To do:
Find every line below where the string "LazyLock" shows up, and copy those lines.

(Saved entries)
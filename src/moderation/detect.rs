//! Message content detectors and the per-user message trail

use chrono::{DateTime, Duration, Utc};
use dashmap::DashMap;
use regex::Regex;
use std::collections::{HashMap, VecDeque};
use std::sync::{Arc, LazyLock};

static LINK: LazyLock<Regex> = LazyLock::new(|| {
    Regex::new(r"(?i)(https?://|discord\.gg/|discord\.com/invite/)").expect("link pattern is valid")
});

/// Whether `content` carries a URL or an invite
#[must_use]
pub fn contains_link(content: &str) -> bool {
    LINK.is_match(content)
}

/// Number of mention occurrences in a message
#[must_use]
pub fn mention_count(users: usize, roles: usize, everyone: bool) -> usize {
    users + roles + usize::from(everyone)
}

/// Highest number of times any single whitespace token occurs, ignoring case
#[must_use]
pub fn max_token_repeat(content: &str) -> usize {
    let mut counts: HashMap<String, usize> = HashMap::new();
    for token in content.split_whitespace() {
        *counts.entry(token.to_lowercase()).or_default() += 1;
    }
    counts.into_values().max().unwrap_or(0)
}

/// First blacklisted word found in `content`
#[must_use]
pub fn find_blacklisted<'a>(content: &str, words: &'a [String]) -> Option<&'a str> {
    let lowered = content.to_lowercase();
    words
        .iter()
        .map(String::as_str)
        .filter(|w| !w.is_empty())
        .find(|w| lowered.contains(&w.to_lowercase()))
}

#[derive(Debug, Clone, Copy, PartialEq, Eq)]
struct TrailEntry {
    channel_id: u64,
    message_id: u64,
    at: DateTime<Utc>,
}

/// Recent message ids per `(guild, user)`, used to clean up after a spam burst
#[derive(Clone)]
pub struct MessageTrail {
    entries: Arc<DashMap<(u64, u64), VecDeque<TrailEntry>>>,
    capacity: usize,
}

impl MessageTrail {
    #[must_use]
    pub fn new(capacity: usize) -> Self {
        Self {
            entries: Arc::new(DashMap::new()),
            capacity: capacity.max(1),
        }
    }

    /// Remember a message, evicting the oldest beyond capacity
    pub fn push(
        &self,
        guild_id: u64,
        user_id: u64,
        channel_id: u64,
        message_id: u64,
        at: DateTime<Utc>,
    ) {
        let mut trail = self.entries.entry((guild_id, user_id)).or_default();
        trail.push_back(TrailEntry {
            channel_id,
            message_id,
            at,
        });
        while trail.len() > self.capacity {
            trail.pop_front();
        }
    }

    /// Message ids in `channel_id` no older than `within`, newest first, at most `limit`
    #[must_use]
    pub fn recent(
        &self,
        guild_id: u64,
        user_id: u64,
        channel_id: u64,
        now: DateTime<Utc>,
        within: Duration,
        limit: usize,
    ) -> Vec<u64> {
        self.entries
            .get(&(guild_id, user_id))
            .map(|trail| {
                trail
                    .iter()
                    .rev()
                    .filter(|e| e.channel_id == channel_id && now - e.at <= within)
                    .take(limit)
                    .map(|e| e.message_id)
                    .collect()
            })
            .unwrap_or_default()
    }

    pub fn clear(&self, guild_id: u64, user_id: u64) {
        self.entries.remove(&(guild_id, user_id));
    }

    /// Drop trails whose newest message is older than `max_age`
    pub fn prune_idle(&self, now: DateTime<Utc>, max_age: Duration) -> usize {
        let before = self.entries.len();
        self.entries
            .retain(|_, trail| trail.back().is_some_and(|e| now - e.at < max_age));
        before - self.entries.len()
    }

    #[must_use]
    pub fn len(&self) -> usize {
        self.entries.len()
    }

    #[must_use]
    pub fn is_empty(&self) -> bool {
        self.entries.is_empty()
    }
}

impl std::fmt::Debug for MessageTrail {
    fn fmt(&self, f: &mut std::fmt::Formatter<'_>) -> std::fmt::Result {
        f.debug_struct("MessageTrail")
            .field("users", &self.entries.len())
            .field("capacity", &self.capacity)
            .finish()
    }
}

#[cfg(test)]
mod tests {
    use super::*;
    use chrono::TimeZone;

    fn at(secs: i64) -> DateTime<Utc> {
        Utc.timestamp_opt(1_700_000_000 + secs, 0).unwrap()
    }

    #[test]
    fn test_contains_link() {
        assert!(contains_link("see https://example.com"));
        assert!(contains_link("HTTP://EXAMPLE.COM"));
        assert!(contains_link("join discord.gg/abc"));
        assert!(contains_link("discord.com/invite/xyz"));
        assert!(!contains_link("no links here, just example.com"));
    }

    #[test]
    fn test_mention_count() {
        assert_eq!(mention_count(0, 0, false), 0);
        assert_eq!(mention_count(2, 0, false), 2);
        assert_eq!(mention_count(1, 1, true), 3);
    }

    #[test]
    fn test_max_token_repeat() {
        assert_eq!(max_token_repeat(""), 0);
        assert_eq!(max_token_repeat("hello world"), 1);
        assert_eq!(max_token_repeat("spam Spam SPAM eggs"), 3);
    }

    #[test]
    fn test_find_blacklisted() {
        let words = vec!["Bad".to_string(), String::new(), "worse".to_string()];
        assert_eq!(find_blacklisted("this is BAD", &words), Some("Bad"));
        assert_eq!(find_blacklisted("worsening", &words), Some("worse"));
        assert_eq!(find_blacklisted("all fine", &words), None);
    }

    #[test]
    fn test_trail_recent_filters_channel_and_age() {
        let trail = MessageTrail::new(10);
        trail.push(1, 2, 100, 1, at(0));
        trail.push(1, 2, 200, 2, at(1));
        trail.push(1, 2, 100, 3, at(5));
        trail.push(1, 2, 100, 4, at(6));

        let ids = trail.recent(1, 2, 100, at(7), Duration::seconds(3), 10);
        assert_eq!(ids, vec![4, 3]);

        let ids = trail.recent(1, 2, 100, at(7), Duration::seconds(60), 1);
        assert_eq!(ids, vec![4]);

        assert!(trail.recent(1, 9, 100, at(7), Duration::seconds(60), 10).is_empty());
    }

    #[test]
    fn test_trail_capacity_and_clear() {
        let trail = MessageTrail::new(2);
        for id in 0..5 {
            trail.push(1, 2, 100, id, at(0));
        }
        assert_eq!(trail.recent(1, 2, 100, at(0), Duration::seconds(1), 10), vec![4, 3]);

        trail.clear(1, 2);
        assert!(trail.is_empty());
    }

    #[test]
    fn test_trail_prune_idle() {
        let trail = MessageTrail::new(5);
        trail.push(1, 2, 100, 1, at(0));
        trail.push(1, 3, 100, 2, at(50));

        assert_eq!(trail.prune_idle(at(60), Duration::seconds(30)), 1);
        assert_eq!(trail.len(), 1);
    }
}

Task output:
use std::sync::{Arc, LazyLock};
static LINK: LazyLock<Regex> = LazyLock::new(|| {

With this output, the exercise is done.